Boys with diesel trucks just love to do this. It has happened to me many times. Today at the Napa century this boy and his girlfriend did the same thing. We were all OFF the road at a rest area when his trash girlfriend flipped us off and he stood on the gas. I yelled something very bad at them. Why are people such aholes?


----------



## Leopold Porkstacker (Jul 15, 2005)

If a non-commercial diesel passenger truck is spewing black clouds of smoke you can rest assured the engine/exhaust systems have been modified, and the vehicle is not in compliance with the California Air Resources Board’s guidelines. Modern-day diesel vehicles registered in the State of California simply do not spew big black clouds anymore, thanks to modern-day emissions regulations. Regardless, the guy is a prick.


----------



## singlespeed.org (Feb 14, 2006)

You can at least hit them with a call to 1-800-exhaust
http://www.baaqmd.gov/exhaust/exhaust.htm


----------



## SpamnRice (Nov 17, 2007)

I had this happen to me recently as well. Different truck. It was in Auburn. I heard the turbo spooling up up behind me... oh ****....BBRRRRAAAAA!!! I nearly died laughing. It was like being at the Baja1000 or something: loud, dirty and a big gust. I gave the driver a f'yeah, thumbs up & a big grin. I don't think that he was expecting that. Guess I'm a gearhead at heart. I'm weird.


----------



## rensho (Aug 5, 2003)

Please call the police and file a report.

The 7 and 22 portion of the plate, along with vehicle description should be enough. He is going to cause a cyclist to go down with this cute stunt.

I'm ashamed to ride dirtbikes...


----------



## mike6108 (Jun 12, 2004)

OK - some follow-up.

I called the San Mateo County Sheriff last night to report the two incidents.

The dispatcher I first spoke with didn't really give me the feeling that anything could be done. Not enough plate info, better to report when incident occurs, etc.

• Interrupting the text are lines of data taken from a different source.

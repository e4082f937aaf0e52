//! Checkout page.

use async_trait::async_trait;

use super::Page;
use crate::locator::Locator;
use crate::result::VitrinaResult;
use crate::session::Session;

/// Billing details for the one-page checkout form.
#[derive(Debug, Clone)]
pub struct CheckoutForm {
    /// Customer email
    pub email: String,
    /// First name
    pub first_name: String,
    /// Last name
    pub last_name: String,
    /// Phone number
    pub phone: String,
    /// Street address
    pub address: String,
    /// City
    pub city: String,
    /// Postal code
    pub postcode: String,
    /// Country code, matched against the dropdown's option values
    pub country: String,
}

impl CheckoutForm {
    /// Fixed test data used by the fill-checkout-form step
    pub fn sample() -> Self {
        Self {
            email: "test@example.com".to_string(),
            first_name: "John".to_string(),
            last_name: "Doe".to_string(),
            phone: "123456789".to_string(),
            address: "123 Main St".to_string(),
            city: "Testville".to_string(),
            postcode: "12345".to_string(),
            country: "US".to_string(),
        }
    }
}

/// Page object for the checkout page.
#[derive(Debug, Clone)]
pub struct CheckoutPage {
    session: Session,
    checkout_header: Locator,
    email_input: Locator,
    first_name_input: Locator,
    last_name_input: Locator,
    phone_input: Locator,
    address_input: Locator,
    city_input: Locator,
    postcode_input: Locator,
    country_selector: Locator,
}

impl CheckoutPage {
    /// Where the checkout page lives
    pub const URL: &'static str = "https://aeonstest.info/checkout/";

    /// Bind a checkout page to the shared session
    pub fn new(session: Session) -> Self {
        Self {
            session,
            checkout_header: Locator::css("h1.checkout-title"),
            email_input: Locator::id("app_one_page_checkout_customer_email"),
            first_name_input: Locator::id("app_one_page_checkout_billingAddress_firstName"),
            last_name_input: Locator::id("app_one_page_checkout_billingAddress_lastName"),
            phone_input: Locator::id("app_one_page_checkout_billingAddress_phoneNumber"),
            address_input: Locator::id("app_one_page_checkout_billingAddress_street"),
            city_input: Locator::id("app_one_page_checkout_billingAddress_city"),
            postcode_input: Locator::id("app_one_page_checkout_billingAddress_postcode"),
            country_selector: Locator::id("app_one_page_checkout_billingAddress_countryCode"),
        }
    }

    /// Whether the checkout header is visible
    pub async fn is_checkout_page(&self) -> VitrinaResult<bool> {
        self.session.is_visible(&self.checkout_header).await
    }

    /// Fill every billing field, then choose the country from the dropdown
    pub async fn fill_in_checkout_form(&self, form: &CheckoutForm) -> VitrinaResult<()> {
        self.session.enter_text(&self.email_input, &form.email).await?;
        self.session
            .enter_text(&self.first_name_input, &form.first_name)
            .await?;
        self.session
            .enter_text(&self.last_name_input, &form.last_name)
            .await?;
        self.session.enter_text(&self.phone_input, &form.phone).await?;
        self.session
            .enter_text(&self.address_input, &form.address)
            .await?;
        self.session.enter_text(&self.city_input, &form.city).await?;
        self.session
            .enter_text(&self.postcode_input, &form.postcode)
            .await?;
        self.session
            .select_option(&self.country_selector, &form.country)
            .await
    }
}

#[async_trait]
impl Page for CheckoutPage {
    fn session(&self) -> &Session {
        &self.session
    }

    fn url(&self) -> &str {
        Self::URL
    }

    fn ready_marker(&self) -> Locator {
        self.checkout_header.clone()
    }
}
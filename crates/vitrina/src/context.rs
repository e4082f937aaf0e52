//! Per-scenario context.
//!
//! One [`ScenarioContext`] is built before each scenario and dropped after
//! it. It bundles fresh page-object wrappers bound to the run's single
//! session; no state leaks between scenarios through the context, only
//! through the live browser itself.

use crate::pages::{CartPage, CheckoutPage, MainPage, ProductPage};
use crate::session::Session;

/// The page objects and session handle one scenario works with.
#[derive(Debug, Clone)]
pub struct ScenarioContext {
    /// The run-wide session
    pub session: Session,
    /// Landing page
    pub main_page: MainPage,
    /// Product detail page
    pub product_page: ProductPage,
    /// Cart page
    pub cart_page: CartPage,
    /// Checkout page
    pub checkout_page: CheckoutPage,
}

impl ScenarioContext {
    /// Build fresh page-object wrappers over the shared session
    pub fn new(session: Session) -> Self {
        Self {
            main_page: MainPage::new(session.clone()),
            product_page: ProductPage::new(session.clone()),
            cart_page: CartPage::new(session.clone()),
            checkout_page: CheckoutPage::new(session.clone()),
            session,
        }
    }
}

Finally she asked if I wanted a deputy to follow-up with me, to which I replied yes.

About 10 minutes later I get a call from a deputy sheriff and she comes across as more willing to listen to my story. She commented that this is just another example of the on-going feud between motorists and cyclists in the area, and that she would keep her eyes open for said truck. She said if it happens again, to please report it immediately, get the full plates if possible, and she would pay a visit to the home of the owner's vehicle. Most times, this visit will deter the individual from future behavior, but she added that if it were to persist after a visit, then she would be more than happy to make it a "project case." She also felt that most likely it is a local resident (which I would agree with).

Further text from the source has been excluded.